Homeopathy 2020; 109(02): 041
DOI: 10.1055/s-0040-1708874
Editorial
The Faculty of Homeopathy

An Amplified Understanding of Homeopathy

Robert T. Mathie
1  Acting Editor, Homeopathy
› Author Affiliations
Further Information

Publication History

Publication Date:
25 April 2020 (online)

The several articles that comprise this issue of the journal are typically diverse in their scientific and clinical content, yet a common strand can be identified: the importance of signal amplification in homeopathy. In her seminal two-part review, Iris Bell develops the concept of homeopathy as a complex adaptive system, whose properties include small changes in inputs that can lead to disproportionately large changes in system outputs: the weak signal of the correct simillimum medicine can initiate a large healing response in the body.[1] [2] She concludes that ‘the evidence suggests that every homeopathic medicine is a complex nano-scale system involving…electromagnetic, opto-electronic, quantum, and biological properties’.

Key to Dr Bell's concept is the succussion/dilution process that underpins the production of homeopathic medicines.

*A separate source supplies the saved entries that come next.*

use axum::{extract::State, response::Json};
use serde_json::{Value, json};

use super::AppState;

pub async fn health(State(state): State<AppState>) -> Json<Value> {
    Json(json!({
        "status": "ok",
        "crawling": state.crawler.is_busy(),
        "version": env!("CARGO_PKG_VERSION")
    }))
}
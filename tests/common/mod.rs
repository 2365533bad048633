#![allow(dead_code)]

use serde_json::{Value, json};
use wiremock::matchers::{method, path};
use wiremock::{Mock, MockServer, Request, ResponseTemplate};

pub const COLLECT_PATH: &str = "/api/collect/";

pub fn status_path(reference: &str) -> String {
    format!("/api/transaction/{reference}/")
}

/// Body of an accepted collection.
pub fn accepted(reference: &str) -> Value {
    json!({
        "reference": reference,
        "ussd_code": "*126#",
        "operator": "MTN"
    })
}

/// Body of a status query answer, shaped like the live gateway's.
pub fn status_json(reference: &str, status: &str, reason: Option<&str>) -> Value {
    json!({
        "reference": reference,
        "external_reference": null,
        "status": status,
        "amount": 100,
        "currency": "XAF",
        "operator": "MTN",
        "code": "CP250101T00001",
        "operator_reference": "1880106956",
        "description": "Test payment",
        "reason": reason,
        "phone_number": "237670000000",
        "endpoint": "COLLECT"
    })
}

pub fn json_response(status: u16, body: Value) -> ResponseTemplate {
    ResponseTemplate::new(status).set_body_json(body)
}

/// Answers every collect request with `response`.
pub async fn mount_collect(server: &MockServer, response: ResponseTemplate) {
    Mock::given(method("POST"))
        .and(path(COLLECT_PATH))
        .respond_with(response)
        .mount(server)
        .await;
}

/// Answers status queries for `reference` with `rounds` in order; the last one repeats.
pub async fn mount_status_rounds(
    server: &MockServer,
    reference: &str,
    rounds: Vec<ResponseTemplate>,
) {
    let Some((last, first)) = rounds.split_last() else {
        return;
    };
    // Earlier mounts win while they still have answers left.
    for response in first {
        Mock::given(method("GET"))
            .and(path(status_path(reference)))
            .respond_with(response.clone())
            .up_to_n_times(1)
            .mount(server)
            .await;
    }
    Mock::given(method("GET"))
        .and(path(status_path(reference)))
        .respond_with(last.clone())
        .mount(server)
        .await;
}

pub async fn received(server: &MockServer) -> Vec<Request> {
    server.received_requests().await.unwrap_or_default()
}

/// Requests the server saw with the given method, in arrival order.
pub async fn received_with_method(server: &MockServer, verb: &str) -> Vec<Request> {
    received(server)
        .await
        .into_iter()
        .filter(|request| request.method.as_str() == verb)
        .collect()
}

pub fn header<'a>(request: &'a Request, name: &str) -> Option<&'a str> {
    request
        .headers
        .get(name)
        .and_then(|value| value.to_str().ok())
}
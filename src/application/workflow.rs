use super::initiator::{Initiation, PaymentInitiator};
use super::poller::{PollConfig, PollInterrupted, StatusPoller, TerminalOutcome};
use crate::domain::payment::PaymentRequest;
use crate::domain::ports::PaymentGatewayRef;
use crate::error::Result;
use std::future::Future;

/// How polling ended: a terminal outcome, or interrupted before reaching one.
pub type PollResult = std::result::Result<TerminalOutcome, PollInterrupted>;

/// Initiates a collection and follows it to a terminal state.
///
/// Both stages share one gateway handle. Any initiation error aborts before the first
/// status query.
pub struct CollectionWorkflow {
    initiator: PaymentInitiator,
    poller: StatusPoller,
}

impl CollectionWorkflow {
    pub fn new(gateway: PaymentGatewayRef, poll_config: PollConfig) -> Self {
        Self {
            initiator: PaymentInitiator::new(gateway.clone()),
            poller: StatusPoller::new(gateway, poll_config),
        }
    }

    /// Runs both stages back to back, polling until an outcome or until `shutdown`
    /// resolves.
    ///
    /// `on_accepted` is called once the gateway accepted the collection and before the
    /// first status query.
    pub async fn run_until<F, A>(
        &self,
        request: &PaymentRequest,
        shutdown: F,
        on_accepted: A,
    ) -> Result<(Initiation, PollResult)>
    where
        F: Future<Output = ()>,
        A: FnOnce(&Initiation),
    {
        let initiation = self.initiator.initiate(request).await?;
        on_accepted(&initiation);
        let outcome = self.poller.poll_until(&initiation.reference, shutdown).await;
        Ok((initiation, outcome))
    }
}
pub mod console;
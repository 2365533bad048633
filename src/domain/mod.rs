//! Domain layer: value objects for collections and the gateway port.

pub mod payment;
pub mod ports;
pub mod transaction;
use super::payment::{PaymentRequest, TransactionReference};
use super::transaction::{CollectResponse, TransactionSnapshot};
use crate::error::Result;
use async_trait::async_trait;
use std::sync::Arc;

/// Outbound port to the payment gateway.
///
/// Implementations must not retry on their own; the caller decides what a failure means.
#[async_trait]
pub trait PaymentGateway: Send + Sync {
    /// Submits a collection request and returns the gateway's synchronous answer.
    async fn collect(&self, request: &PaymentRequest) -> Result<CollectResponse>;

    /// Fetches a fresh status snapshot for `reference`.
    async fn transaction_status(
        &self,
        reference: &TransactionReference,
    ) -> Result<TransactionSnapshot>;
}

pub type PaymentGatewayRef = Arc<dyn PaymentGateway>;
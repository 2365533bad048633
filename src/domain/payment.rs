use crate::error::PaymentError;
use rust_decimal::Decimal;
use rust_decimal::prelude::ToPrimitive;
use serde::{Deserialize, Serialize, Serializer};
use std::fmt;
use std::str::FromStr;

/// Currency every collection is requested in.
pub const CURRENCY: &str = "XAF";

const MIN_PHONE_DIGITS: usize = 8;
const MAX_PHONE_DIGITS: usize = 15;

/// Largest amount accepted, in XAF.
pub const MAX_AMOUNT: u64 = 1_000_000_000_000;

/// Represents a positive, whole number of XAF to collect.
///
/// XAF has no minor units, so fractional amounts are rejected. Serialized as a JSON
/// integer; deserializes from either a number or a string.
#[derive(Debug, Clone, Copy, PartialEq, PartialOrd, Deserialize)]
#[serde(try_from = "Decimal")]
pub struct Amount(Decimal);

impl Amount {
    pub fn new(value: Decimal) -> Result<Self, PaymentError> {
        if value <= Decimal::ZERO {
            return Err(PaymentError::ValidationError(
                "Invalid amount, must be a positive number".to_string(),
            ));
        }
        if !value.fract().is_zero() {
            return Err(PaymentError::ValidationError(format!(
                "Invalid amount, {CURRENCY} has no minor units so it must be a whole number"
            )));
        }
        if value > Decimal::from(MAX_AMOUNT) {
            return Err(PaymentError::ValidationError(format!(
                "Invalid amount, must not exceed {MAX_AMOUNT} {CURRENCY}"
            )));
        }
        Ok(Self(value.normalize()))
    }

    pub fn value(&self) -> Decimal {
        self.0
    }
}

impl TryFrom<Decimal> for Amount {
    type Error = PaymentError;

    fn try_from(value: Decimal) -> Result<Self, Self::Error> {
        Self::new(value)
    }
}

impl FromStr for Amount {
    type Err = PaymentError;

    fn from_str(input: &str) -> Result<Self, Self::Err> {
        let value = Decimal::from_str(input.trim()).map_err(|_| {
            PaymentError::ValidationError(
                "Invalid amount, must be a positive number".to_string(),
            )
        })?;
        Self::new(value)
    }
}

impl Serialize for Amount {
    fn serialize<S: Serializer>(&self, serializer: S) -> Result<S::Ok, S::Error> {
        let units = self
            .0
            .to_u64()
            .ok_or_else(|| serde::ser::Error::custom("amount out of range"))?;
        serializer.serialize_u64(units)
    }
}

impl fmt::Display for Amount {
    fn fmt(&self, f: &mut fmt::Formatter<'_>) -> fmt::Result {
        write!(f, "{}", self.0.normalize())
    }
}

/// Payer's mobile number in international form, digits only (e.g. `237670000000`).
#[derive(Debug, Clone, PartialEq, Eq, Serialize, Deserialize)]
#[serde(transparent)]
pub struct PhoneNumber(String);

impl PhoneNumber {
    pub fn as_str(&self) -> &str {
        &self.0
    }
}

impl FromStr for PhoneNumber {
    type Err = PaymentError;

    fn from_str(input: &str) -> Result<Self, Self::Err> {
        let trimmed = input.trim();
        let digits: String = trimmed
            .strip_prefix('+')
            .unwrap_or(trimmed)
            .chars()
            .filter(|c| !c.is_whitespace())
            .collect();

        if digits.is_empty() {
            return Err(PaymentError::ValidationError(
                "Phone number is required".to_string(),
            ));
        }
        if !digits.chars().all(|c| c.is_ascii_digit()) {
            return Err(PaymentError::ValidationError(
                "Phone number must contain digits only".to_string(),
            ));
        }
        if !(MIN_PHONE_DIGITS..=MAX_PHONE_DIGITS).contains(&digits.len()) {
            return Err(PaymentError::ValidationError(format!(
                "Phone number must have between {MIN_PHONE_DIGITS} and {MAX_PHONE_DIGITS} digits, including the country code"
            )));
        }
        Ok(Self(digits))
    }
}

impl fmt::Display for PhoneNumber {
    fn fmt(&self, f: &mut fmt::Formatter<'_>) -> fmt::Result {
        f.write_str(&self.0)
    }
}

/// A collection request as submitted to the gateway.
///
/// Built once from validated input and never mutated afterwards.
#[derive(Debug, Clone, PartialEq, Serialize, Deserialize)]
pub struct PaymentRequest {
    pub amount: Amount,
    #[serde(rename = "from")]
    pub payer: PhoneNumber,
    pub currency: String,
    pub description: String,
}

impl PaymentRequest {
    pub fn new(
        amount: Amount,
        payer: PhoneNumber,
        description: impl Into<String>,
    ) -> Result<Self, PaymentError> {
        let description = description.into().trim().to_string();
        if description.is_empty() {
            return Err(PaymentError::ValidationError(
                "Description is required".to_string(),
            ));
        }
        Ok(Self {
            amount,
            payer,
            currency: CURRENCY.to_string(),
            description,
        })
    }
}

/// Opaque handle returned by the gateway at initiation, keying every status query.
#[derive(Debug, Clone, PartialEq, Eq, Hash, Serialize, Deserialize)]
#[serde(transparent)]
pub struct TransactionReference(String);

impl TransactionReference {
    pub fn new(reference: impl Into<String>) -> Self {
        Self(reference.into())
    }

    pub fn as_str(&self) -> &str {
        &self.0
    }
}

impl fmt::Display for TransactionReference {
    fn fmt(&self, f: &mut fmt::Formatter<'_>) -> fmt::Result {
        f.write_str(&self.0)
    }
}
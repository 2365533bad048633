use campay_collect::application::initiator::Initiation;
use campay_collect::application::poller::{PollConfig, PollInterrupted, TerminalOutcome};
use campay_collect::application::workflow::CollectionWorkflow;
use campay_collect::config::GatewayConfig;
use campay_collect::domain::ports::PaymentGatewayRef;
use campay_collect::infrastructure::campay::CampayGateway;
use campay_collect::infrastructure::in_memory::ScriptedGateway;
use campay_collect::interfaces::console::{PaymentInput, Prompter};
use clap::Parser;
use dotenv::dotenv;
use miette::{IntoDiagnostic, Result, WrapErr, miette};
use pretty_env_logger::env_logger::{Builder, Env};
use std::io;
use std::process::ExitCode;
use std::sync::Arc;
use std::time::Duration;

/// Exit code used when polling is interrupted with Ctrl-C.
const INTERRUPTED: u8 = 130;

#[derive(Parser)]
#[command(author, version, about, long_about = None)]
struct Cli {
    /// Payer phone number, with country code. Prompted for when omitted.
    #[arg(long)]
    phone: Option<String>,

    /// Amount to debit, in XAF. Prompted for when omitted.
    #[arg(long, allow_hyphen_values = true)]
    amount: Option<String>,

    /// Description shown to the payer. Prompted for when omitted.
    #[arg(long)]
    description: Option<String>,

    /// Number of status queries before giving up (overrides POLL_MAX_ATTEMPTS).
    #[arg(long)]
    max_attempts: Option<u32>,

    /// Seconds between status queries (overrides POLL_INTERVAL_SECS).
    #[arg(long)]
    interval_secs: Option<u64>,

    /// Run the whole flow against a simulated gateway. No API key or network needed.
    #[arg(long)]
    dry_run: bool,
}

fn announce(initiation: &Initiation) {
    println!("Payment request sent. Waiting for user confirmation...");
    if let Some(ussd_code) = initiation.ussd_code.as_deref().filter(|c| !c.is_empty()) {
        let operator = initiation.operator.as_deref().unwrap_or("mobile money");
        println!("If no prompt appears, dial {ussd_code} ({operator}) to confirm.");
    }
}

#[tokio::main]
async fn main() -> Result<ExitCode> {
    dotenv().ok();

    let logger_env = Env::default().default_filter_or("info");
    Builder::from_env(logger_env).init();

    let cli = Cli::parse();

    let mut poll = PollConfig::from_env().into_diagnostic()?;
    if let Some(max_attempts) = cli.max_attempts {
        poll.max_attempts = max_attempts;
    }
    if let Some(secs) = cli.interval_secs {
        poll.interval = Duration::from_secs(secs);
    }
    log::debug!("Polling with {poll:?}");

    let gateway_config = if cli.dry_run {
        None
    } else {
        let config = GatewayConfig::from_env().into_diagnostic()?;
        log::debug!("Loaded gateway configuration: {config:?}");
        Some(config)
    };

    let known = PaymentInput {
        phone: cli.phone,
        amount: cli.amount,
        description: cli.description,
    };
    let stdin = io::stdin();
    let request = Prompter::new(stdin.lock(), io::stdout())
        .payment_request(known)
        .into_diagnostic()
        .wrap_err("Invalid input")?;

    let gateway: PaymentGatewayRef = match gateway_config {
        Some(config) => Arc::new(CampayGateway::new(&config).into_diagnostic()?),
        None => {
            log::info!("Dry run: no request leaves this machine");
            Arc::new(ScriptedGateway::dry_run(&request))
        }
    };
    let workflow = CollectionWorkflow::new(gateway, poll);

    let shutdown = async {
        // Without a signal handler, polling simply cannot be interrupted.
        if tokio::signal::ctrl_c().await.is_err() {
            std::future::pending::<()>().await;
        }
    };

    let (initiation, outcome) = workflow
        .run_until(&request, shutdown, announce)
        .await
        .into_diagnostic()
        .wrap_err("Payment initiation failed")?;

    match outcome {
        Ok(TerminalOutcome::Successful { snapshot, .. }) => {
            println!("\nTRANSACTION SUCCESSFUL\n{snapshot}");
            Ok(ExitCode::SUCCESS)
        }
        Ok(TerminalOutcome::Failed { reason, .. }) => Err(miette!("TRANSACTION FAILED: {}", reason)),
        Ok(TerminalOutcome::TimedOut { report }) => {
            println!(
                "\nTRANSACTION TIMED OUT: no final status after {} attempts. Reference {} may still complete.",
                report.attempts, initiation.reference
            );
            if report.transient_errors > 0 {
                println!(
                    "{} status queries could not be completed.",
                    report.transient_errors
                );
            }
            Ok(ExitCode::SUCCESS)
        }
        Err(PollInterrupted { report }) => {
            println!(
                "\nINTERRUPTED after {} status queries. Reference: {}",
                report.attempts, initiation.reference
            );
            Ok(ExitCode::from(INTERRUPTED))
        }
    }
}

Abhirup Basu and colleagues report that succussion of cupric oxide and zinc oxide nanoparticles triggers multi-sized bubble generation and turbulent fluid motion for a duration of up to 400 milliseconds.[3] That biological systems have the capacity to amplify the signal associated with ultra-high dilutions, which in turn may be electromagnetic in nature, is implicated in the new research on solvatochromic dyes reported by Leoni Bonamin and her group.[4]

By contrast, a fundamental aim for less, not more, is the keynote of Emma Macías-Cortés and co-workers’ planned clinical trial of homeopathy for treating obesity in adolescents[5] and in Kusum Chand's & Priya Kapoor's reported cases of chronic urinary tract infection in whom homeopathic treatment was associated with a decreased use of antibiotics.[6] In his Debate article, Todd Hoover highlights homeopathy's opportunities for growth despite a mainstream current of reductionist reasoning against it.[7]